Lenders mortgage insurance, or LMI, is a weird, one-sided, and almost unfair costs of buying property. Especially for the new generation of property buyers. So what’s the goss on mortgage insurance. Well, let’s start at the top.
What is Lenders Mortgage Insurance?
To answer this question, we start up top to answer how does a bank work at a high level. A bank borrows money from the savers of the world, from other banks, the government, etc… to then lend it out to you the end home loan customer. When you borrow $500,000, the bank has borrowed $500,000 from other people to give it to you. A bank is a big pool of money, and when you are pooling money the most important fact is managing your risk.
And this is where lenders mortgage comes into it, it’s an insurance contract to manage the bank’s risk of losing money.
Who provides Lenders Mortgage Insurance?
There are only two insurance providers in Australia; QBE Insurance and Genworth and they work with a number of banks to provide the insurance over the property purchase. There are also a number of banks, that ‘self’ insurer’ and these banks have their own in house teams to manage the risk and add their own insurance.
So at what point do I pay Lenders Mortgage Insurance?
If you have ever heard people say, ‘Do you have a 20% deposit’ or make sure you get to a 20% deposit, it’s because of mortgage insurance. You start to have mortgage insurance added to your loan when your loan to value of the property is over 80%. So here are few examples for one house price of $500,000. We have assumed in this example there are no government grants, so you are paying the full amounts.
Have a look at this table and the comments below:
You can see that we have a house price in a row (A) all of $500,000 and underneath are all the costs to buy that style of property (in Victoria) which is; Stamp Duty, Land Transfer Fee, Mortgage Registration and then a buffer for any potential settlement and legal fees. From there Row (B) has a few scenarios on the deposit amount from $140,000 all the way to $67,000 which helps you calculate your Base Loan (D) and Base Loan to Value Ratio (E). You can see in the first two scenarios when the Base Loan to Value Ratio is under 80% the Mortgage Insurance in row (F) is 0 (yay!). That’s because, this is the key point, keeping that figure under 80% if your goal is to avoid paying mortgage insurance.
As your deposit lowers ($100,000 to $67,000) you can see Mortgage Insurance (F) increases from $5,454 to $13,271 as the bank assumes there is more risk, and it’s contributing more and more of the loan, so it gets nervous and adds the Lenders Mortgage Insurance contract.
To avoid mortgage insurance, the key point is having your Base Loan to Value at 80% (well technically 79.99999…..%)
How is Lenders Mortgage Insurance calculated?
Lending mortgage insurance is calculated based on a number of factors.
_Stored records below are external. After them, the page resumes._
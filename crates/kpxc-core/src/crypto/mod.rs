// ============================================
// File: crates/kpxc-core/src/crypto/mod.rs
// ============================================
//! # Cryptography Module
//!
//! ## Creation Reason
//! Centralizes the NaCl-compatible box construction the KeePassXC browser
//! protocol is built on, using the audited RustCrypto `crypto_box` crate.
//!
//! ## Main Functionality
//!
//! ### Submodules
//! - [`keys`]: Session key pair and encoded public keys
//! - [`nonce`]: 24-byte nonce with the libsodium increment rule
//! - [`boxed`]: Authenticated public-key encryption (`SalsaBox`)
//!
//! ## Cryptographic Design
//! ```text
//! ┌─────────────────────────────────────────────────────────────┐
//! │                  change-public-keys                         │
//! │  Client                                        Server       │
//! │    │  publicKey (clear, base64) ─────────────────► │        │
//! │    │ ◄───────────────── publicKey (clear, base64)  │        │
//! └─────────────────────────────────────────────────────────────┘
//!
//! ┌─────────────────────────────────────────────────────────────┐
//! │                    every other action                       │
//! │                                                             │
//! │  own secret + peer public + nonce N ──► XSalsa20-Poly1305   │
//! │  response must carry N + 1 and is sealed under N + 1        │
//! └─────────────────────────────────────────────────────────────┘
//! ```
//!
//! ## ⚠️ Important Note for Next Developer
//! - NEVER roll your own crypto
//! - A (key, nonce) pair must never be used twice
//! - Randomness comes from an injected [`RandomSource`]
//!
//! ## Last Modified
//! v0.1.0 - Initial crypto implementation

pub mod boxed;
pub mod keys;
pub mod nonce;

pub use boxed::BoxCipher;
pub use keys::{BoxPublicKey, SessionKeyPair};
pub use nonce::Nonce;

use rand::{CryptoRng, RngCore};

// ============================================
// Constants
// ============================================

/// Size of an X25519 public or secret key in bytes.
pub const KEY_SIZE: usize = 32;

/// Size of a box nonce in bytes.
pub const NONCE_SIZE: usize = 24;

/// Size of the Poly1305 authentication tag in bytes.
pub const TAG_SIZE: usize = 16;

// ============================================
// RandomSource
// ============================================

/// Cryptographically secure random source that can be handed to a session.
///
/// Blanket-implemented for every `RngCore + CryptoRng + Send` type, so
/// production code passes `rand::rngs::OsRng` and tests pass a seeded
/// `rand::rngs::StdRng`.
pub trait RandomSource: RngCore + CryptoRng + Send {}

impl<T: RngCore + CryptoRng + Send> RandomSource for T {}

/// Returns the operating system random source, boxed.
#[must_use]
pub fn os_random() -> Box<dyn RandomSource> {
    Box::new(rand::rngs::OsRng)
}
Like when you go and get car insurance, and they ask you a lot of questions, the same thing can be said about mortgage insurance, they ask you a lot of question during a home loan, but there are two main factors:
1. The higher the loan to value ratio the greater the bank’s risk = more lenders mortgage insurance (table above)
2. The higher the loan the bigger the insurance risk = more the lender’s mortgage insurance (table below)
As you can see above, in row (E) my Base Loan to Value is 85% across all the house prices (A) from $500,000 to $1,300,000. You would think that because you are putting 15% down in each scenario plus costs the contract is the same, sadly no! The Ferrari car insurance costs way more than the Mazda CX-5. The same can be said for the above, because the loan increases from $425,000 to $1,105,000 the increase contract powers on up towards $18,354!
Well, should I pay mortgage insurance?
A great question. A lot of people have this stigma about mortgage insurance, it’s bad, it’s evil it’s blah. Well, it could be all of that, but if it allows you to get into your house earlier because of a lesser deposit, then it may be worthwhile. The Heroes team always says, if you buy a good property that lasts you ages, then things like the price you paid, the mortgage insurance, etc in year 20, 30 (maybe 40) become irrelevant.
How do I pay for my mortgage insurance?
One of the biggest misconceptions is that mortgage insurance has to be paid upfront! Wrong. You have the choice, you can choose to pay it in one lump sum or, it can be added to your loan and paid off over 30 years. Here is how much $20,000 of mortgage insurance would cost you per month, over a 30 years loan at 3% interest rate (in Oct 2020) = $85 per month. You can see why it’s not that scary, I can almost promise that if you buy a good house it will go up over time more than $85 a month!
Can I transfer my mortgage insurance?
Sadly no, it is not transferable. If you pay it once on a property then it can’t be transferred to another property and also if you pay it once with a Bank and then want to refinance, you will have to pay it again (this is where it’s evil). So our goals for people are:
1. If you have to pay mortgage insurance, make sure you are with a reputable bank.
2. Try and get your Base Loan to Value at 80% by; paying down the loan fast or buying well so the house price goes up.